My goal, as a Christian, was simple. I knew that different men said different things about God. All I wanted was a reliable means of determining which of those men, if any, were really telling the truth about Him. I didn’t want to simply put my faith in whatever men said was right, even if (especially if!) the man I was trusting was myself. I knew the folly of believing whatever seems right in one’s own eyes, and I eventually learned that this was no less an unreliable source if you transformed it slightly by turning it into “whatever interpretation of Scripture seems right in one’s own eyes.” I wanted to know the real truth, the truth that was not built out of the things men thought were right and wanted to believe. The truth that exists on its own, independently of the beliefs of men.
And yet, despite my good intentions, I deceived myself for decades. I made exceptions. I assumed that the men who wrote the Bible were necessarily telling the truth, and that the men who canonized the Scripture were necessarily correct. After all, God would not allow a false book to bear the name of “God’s Word,” right? I told myself I was being objective and verifying my beliefs when what I was actually doing was setting up isolated little self-contained assays designed to reinforce this or that preconceived idea I was having doubts about. I kept my attention focused on the small picture, so that I would not be troubled by the inconsistencies that arose when you try and put all the little pieces together in one big picture.
And it’s the big picture that gives Christianity problems. I once helped a Mormon lady deconvert from Mormonism by the same approach. Individually, the little pieces of her faith were not a problem, and she had a million and one little tests by which she knew that the LDS church was the One True Faith. When I exposed her to the big picture, though, she started to have some doubts.
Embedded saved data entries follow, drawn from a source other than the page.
//! Timeouts and intervals
//!
//! Sleeps run on the scheduler's clock thread and only hold the runtime
//! weakly. When one expires it queues a task; the drive loop then looks the
//! timer up again, runs the callback and applies the after-hook (remove a
//! timeout, re-arm an interval). A timer cleared in between is simply not
//! found.

use crate::error::{Error, Result};
use crate::runtime::{Runtime, RuntimeInner};
use crate::scheduler::Task;
use crate::value::Value;
use rand::Rng;
use std::collections::HashMap;
use std::sync::atomic::{AtomicU64, Ordering};
use std::sync::{Arc, Mutex, MutexGuard, Weak};
use std::time::Duration;
use tokio::task::JoinHandle;

/// Script-visible timer id, always positive.
pub type TimerId = i32;

struct TimerCallback {
    func: Value,
    args: Vec<Value>,
}

struct TimerEntry {
    /// Distinguishes a re-used id from the timer a sleep was armed for.
    serial: u64,
    period: Option<Duration>,
    callback: Arc<TimerCallback>,
    sleeper: Option<JoinHandle<()>>,
}

impl Drop for TimerEntry {
    fn drop(&mut self) {
        if let Some(sleeper) = self.sleeper.take() {
            sleeper.abort();
        }
    }
}

#[derive(Default)]
pub(crate) struct TimerTable {
    entries: Mutex<HashMap<TimerId, TimerEntry>>,
    serials: AtomicU64,
}

impl TimerTable {
    pub(crate) fn has_pending(&self) -> bool {
        !self.lock().is_empty()
    }

    pub(crate) fn len(&self) -> usize {
        self.lock().len()
    }

    /// Drops every timer, aborting outstanding sleeps.
    pub(crate) fn clear_all(&self) -> usize {
        let drained: Vec<TimerEntry> = self.lock().drain().map(|(_, entry)| entry).collect();
        drained.len()
    }

    fn insert(&self, period: Option<Duration>, callback: TimerCallback) -> (TimerId, u64) {
        let serial = self.serials.fetch_add(1, Ordering::Relaxed);
        let mut entries = self.lock();
        let mut rng = rand::thread_rng();
        let id = loop {
            let candidate: TimerId = rng.gen_range(1..=i32::MAX);
            if !entries.contains_key(&candidate) {
                break candidate;
            }
        };
        entries.insert(
            id,
            TimerEntry {
                serial,
                period,
                callback: Arc::new(callback),
                sleeper: None,
            },
        );
        (id, serial)
    }

    fn lookup(&self, id: TimerId, serial: u64) -> Option<(Arc<TimerCallback>, Option<Duration>)> {
        self.lock()
            .get(&id)
            .filter(|entry| entry.serial == serial)
            .map(|entry| (Arc::clone(&entry.callback), entry.period))
    }

    /// Attaches a sleep to a live timer. Returns false if it was cleared.
    fn arm(&self, id: TimerId, serial: u64, sleeper: JoinHandle<()>) -> bool {
        match self.lock().get_mut(&id) {
            Some(entry) if entry.serial == serial => {
                entry.sleeper = Some(sleeper);
                true
            }
            _ => {
                sleeper.abort();
                false
            }
        }
    }

    fn remove(&self, id: TimerId) -> Option<TimerEntry> {
        self.lock().remove(&id)
    }

    fn remove_fired(&self, id: TimerId, serial: u64) -> Option<TimerEntry> {
        let mut entries = self.lock();
        if entries.get(&id).is_some_and(|entry| entry.serial == serial) {
            entries.remove(&id)
        } else {
            None
        }
    }

    fn lock(&self) -> MutexGuard<'_, HashMap<TimerId, TimerEntry>> {
        self.entries.lock().unwrap_or_else(|p| p.into_inner())
    }
}

/// Converts a script delay in milliseconds. Negative and NaN delays fire
/// immediately.
pub(crate) fn millis(ms: f64) -> Duration {
    let ms = if ms.is_nan() { 0.0 } else { ms.max(0.0) };
    Duration::try_from_secs_f64(ms / 1000.0).unwrap_or(Duration::MAX)
}

impl Runtime {
    /// Calls `func` once with `args` after `delay`, from the drive loop.
    ///
    /// The callback and its arguments keep the runtime alive until the timer
    /// fires or is cleared.
    pub fn set_timeout(&self, func: &Value, delay: Duration, args: Vec<Value>) -> Result<TimerId> {
        self.set_timer(func, delay, None, args)
    }

    /// Calls `func` every `period` until cleared.
    pub fn set_interval(&self, func: &Value, period: Duration, args: Vec<Value>) -> Result<TimerId> {
        self.set_timer(func, period, Some(period), args)
    }

    /// Cancels a timer. Unknown or already cleared ids are ignored.
    pub fn clear_timer(&self, id: TimerId) -> Result<()> {
        let _engine = self.check_owner()?;
        let Some(entry) = self.inner().timers.remove(id) else {
            return Ok(());
        };
        drop(entry);
        tracing::trace!(id, "timer cleared");
        // Wake the loop so it re-evaluates whether any timer is left.
        match self.submit(Box::new(|| Ok(()))) {
            Ok(()) | Err(Error::QueueFull) => Ok(()),
            Err(err) => Err(err),
        }
    }

    /// Cancels every outstanding timer.
    pub fn clear_timers(&self) -> Result<()> {
        let _engine = self.check_owner()?;
        let cleared = self.inner().timers.clear_all();
        if cleared > 0 {
            tracing::debug!(cleared, "timers cleared");
        }
        Ok(())
    }

    /// Outstanding timeouts and intervals.
    pub fn pending_timers(&self) -> usize {
        self.inner().timers.len()
    }

    fn set_timer(
        &self,
        func: &Value,
        delay: Duration,
        period: Option<Duration>,
        args: Vec<Value>,
    ) -> Result<TimerId> {
        let _engine = self.check_owner()?;
        if !func.realm().runtime().same(self) {
            return Err(Error::ForeignRuntime);
        }
        if args.iter().any(|arg| !arg.realm().runtime().same(self)) {
            return Err(Error::ForeignRuntime);
        }
        let callback = TimerCallback {
            func: func.clone(),
            args,
        };
        let (id, serial) = self.inner().timers.insert(period, callback);
        self.arm_timer(id, serial, delay);
        tracing::trace!(id, ?delay, repeating = period.is_some(), "timer armed");
        Ok(id)
    }

    fn arm_timer(&self, id: TimerId, serial: u64, delay: Duration) {
        let weak = Arc::downgrade(&self.0);
        let task: Task = Box::new(move || fire(weak, id, serial));
        let sleeper = self.inner().scheduler.schedule(delay, task);
        self.inner().timers.arm(id, serial, sleeper);
    }

    /// One-shot timers go away; intervals re-arm if still registered.
    fn after_timer(&self, id: TimerId, serial: u64, period: Option<Duration>) {
        match period {
            None => drop(self.inner().timers.remove_fired(id, serial)),
            Some(period) => self.arm_timer(id, serial, period),
        }
    }
}

fn fire(runtime: Weak<RuntimeInner>, id: TimerId, serial: u64) -> Result<()> {
    let Some(inner) = runtime.upgrade() else {
        return Ok(());
    };
    let runtime = Runtime(inner);
    let Some((callback, period)) = runtime.inner().timers.lookup(id, serial) else {
        return Ok(());
    };
    tracing::trace!(id, "timer fired");
    let result = callback.func.call_now(None, &callback.args);
    drop(callback);
    runtime.after_timer(id, serial, period);
    result.map(drop)
}

#[cfg(test)]
mod tests {
    use super::*;
    use crate::eval::EvalOptions;
    use tether_core::CancelToken;

    #[test]
    fn millis_clamps() {
        assert_eq!(millis(-5.0), Duration::ZERO);
        assert_eq!(millis(f64::NAN), Duration::ZERO);
        assert_eq!(millis(250.0), Duration::from_millis(250));
        assert_eq!(millis(f64::INFINITY), Duration::MAX);
    }

    #[test]
    fn shorter_timeout_fires_first() {
        let runtime = Runtime::new().unwrap();
        let realm = runtime.new_realm([]).unwrap();
        let record = realm
            .eval(
                "globalThis.order = []; (tag) => order.push(tag)",
                EvalOptions::default(),
            )
            .unwrap();

        let slow = realm.new_string("slow").unwrap();
        let fast = realm.new_string("fast").unwrap();
        runtime
            .set_timeout(&record, Duration::from_millis(10), vec![slow])
            .unwrap();
        runtime
            .set_timeout(&record, Duration::from_millis(5), vec![fast])
            .unwrap();
        assert!(runtime.has_async_tasks().unwrap());

        runtime.run_event_loop(&CancelToken::new(), false).unwrap();

        let order = realm.eval("order.join(',')", EvalOptions::default()).unwrap();
        assert_eq!(order.display().unwrap(), "fast,slow");
        assert_eq!(runtime.pending_timers(), 0);
    }

    #[test]
    fn clearing_twice_is_a_noop() {
        let runtime = Runtime::new().unwrap();
        let realm = runtime.new_realm([]).unwrap();
        let func = realm
            .eval("globalThis.hits = 0; () => hits++", EvalOptions::default())
            .unwrap();
        let id = runtime
            .set_timeout(&func, Duration::from_millis(5), Vec::new())
            .unwrap();

        runtime.clear_timer(id).unwrap();
        runtime.clear_timer(id).unwrap();
        assert_eq!(runtime.pending_timers(), 0);

        runtime.run_event_loop(&CancelToken::new(), false).unwrap();
        let hits = realm.eval("hits", EvalOptions::default()).unwrap();
        assert_eq!(hits.to_int().unwrap(), 0);
    }

    #[test]
    fn interval_repeats_until_cleared() {
        let runtime = Runtime::new().unwrap();
        let realm = runtime.new_realm([]).unwrap();
        let tick = realm
            .eval("globalThis.ticks = 0; () => ++ticks", EvalOptions::default())
            .unwrap();
        let id = runtime
            .set_interval(&tick, Duration::from_millis(2), Vec::new())
            .unwrap();

        let stopper = {
            let runtime = runtime.clone();
            realm
                .new_function(move |_: &crate::realm::Realm, _: Value| -> Result<()> {
                    runtime.clear_timer(id)
                })
                .unwrap()
        };
        runtime
            .set_timeout(&stopper, Duration::from_millis(30), Vec::new())
            .unwrap();

        runtime.run_event_loop(&CancelToken::new(), false).unwrap();
        let ticks = realm.eval("ticks", EvalOptions::default()).unwrap();
        assert!(ticks.to_int().unwrap() >= 3);
        assert_eq!(runtime.pending_timers(), 0);
    }

    #[test]
    fn callback_error_stops_loop() {
        let runtime = Runtime::new().unwrap();
        let realm = runtime.new_realm([]).unwrap();
        let boom = realm
            .eval("() => { throw new RangeError('late') }", EvalOptions::default())
            .unwrap();
        runtime
            .set_timeout(&boom, Duration::from_millis(1), Vec::new())
            .unwrap();
        let err = runtime.run_event_loop(&CancelToken::new(), false).unwrap_err();
        assert_eq!(err.to_string(), "RangeError: late");
        assert_eq!(runtime.pending_timers(), 0);
    }
}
I showed her some of the contradictions in her faith, in front of her own Mormon elders (a couple 18-year-olds), and she began to realize that it didn’t really all fit together. And, ironically enough, my own faith suffered a similar fate starting a few years later.
If our goal is to merely reinforce our preconceived ideas and to insulate ourselves from real-world truth, then fine, it’s ok to wall off those other, potentially troublesome questions, and just limit ourselves to simple assays that will easily satisfy our desire to claim to have some real-world support for our dogmas. But if our goal is to challenge ourselves, and make reality the standard by which we measure our beliefs instead of vice versa, then we’ll be eager to explore all the questions, and to see whether or not our conclusions really are consistent with the real world, even in areas outside our “little tests.”
Truth is consistent with itself, both in the fact that it does not contradict itself and in the fact that each real world truth is interrelated with other real world truths, such that we can follow the connections to discover new truths on the basis of old ones. If we’re not exploiting these very useful properties of the truth, if we’re reluctant to even try to follow all of the ramifications, maybe we’re trying to tell ourselves something. Maybe we’re not really as fond of the truth as we’d like to think. But that’s a human frailty, and the cure is simple: embrace the truth anyway. In the long run, that’s by far the best approach.